Un autre fait bien singulier et qui doit avoir influé nécessairement sur son histoire, c’est que de toutes nos provinces le Nivernais est peut-être celle où les intérêts féodaux ont fait le plus rapidement se succéder les maisons souveraines ; elles sont en nombre infini. Après la première maison féodale, — celle que nous avons vue en lutte pendant trois générations avec les abbés de Vézelay, — se présente la maison quasi royale de Courtenay, rapidement interrompue par le mariage d’Hervé, baron de Donzy, puis un instant la maison du Forez, puis les comtes flamands de la maison de Dampierre, puis les ducs de Bourgogne de la maison de Valois, puis la maison allemande de Clèves mêlée aux maisons d’Albret et de Bourbon, puis les Gonzague de Mantoue, qui livrent enfin à prix d’argent leur duché à Mazarin pour qu’il en constitue l’apanage des Mancini, ses neveux. La liste est longue, vous le voyez, je ne suis cependant pas très sûr de ne pas avoir oublié quelque rameau minuscule.
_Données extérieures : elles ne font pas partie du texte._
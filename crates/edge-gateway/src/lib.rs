//! Edge Gateway Service Library
//!
//! This library provides the core functionality for the GraphQL federation
//! edge gateway - a stateless HTTP front door responsible for:
//!
//! - Multi-issuer JWT verification with cached signing keys
//! - Normalized user identity derivation from issuer claims
//! - Per-request context construction (token, identity, forward headers)
//! - Header propagation and operation dispatch to downstream subgraphs
//!
//! # Architecture
//!
//! Requests flow through a middleware/handler pipeline:
//!
//! ```text
//! routes/mod.rs -> middleware/context.rs -> handlers/*.rs -> services/*.rs
//!                         |
//!                  auth/{jwks,jwt,identity}.rs
//! ```
//!
//! # Modules
//!
//! - `auth` - Signing key store, token verification, identity mapping
//! - `config` - Service configuration from environment
//! - `context` - Per-request context assembly
//! - `errors` - Error taxonomy with HTTP status code mapping
//! - `handlers` - HTTP request handlers
//! - `middleware` - Context-building middleware
//! - `models` - Response models
//! - `observability` - Metrics recording helpers
//! - `routes` - Axum router setup
//! - `services` - Subgraph clients, header propagation, error reporting

pub mod auth;
pub mod config;
pub mod context;
pub mod errors;
pub mod handlers;
pub mod middleware;
pub mod models;
pub mod observability;
pub mod routes;
pub mod services;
Chose très importante à remarquer, à l’exception de la première maison féodale, celles de ces familles qui ont régné le plus longtemps sont d’origine étrangère ; les Dampierre sont flamands, les Clèves sont allemands, les Gonzague et les Mancini sont italiens. Pour les princes, ces dominateurs différens étaient mieux que des compatriotes, c’étaient des beaux-frères, des neveux, des petits-fils, à tout le moins des pairs ; pour le peuple, ils n’étaient que des étrangers intronisés par le hasard d’une succession ou d’un mariage. Quelle influence ce fait a-t-il exercée sur le peuple du Nivernais ? Il est difficile de la constater, mais il est de toute évidence qu’il doit en avoir exercé une. Pour nous, ce qui paraît à peu près certain, c’est que le peuple du Nivernais n’a jamais obéi avec entrain qu’à la première maison féodale, la seule qui pût passer pour vraiment indigène ; il nous semble apercevoir à cette époque, un accord d’action entre le peuple et les princes que nous ne retrouvons plus du tout aux périodes suivantes. Qui sait si ce n’est pas de cette circonstance que sont nés cet esprit exclusivement démocratique et ce complet oubli du passé qui distinguent plus particulièrement peut-être que toute autre la population du Nivernais ?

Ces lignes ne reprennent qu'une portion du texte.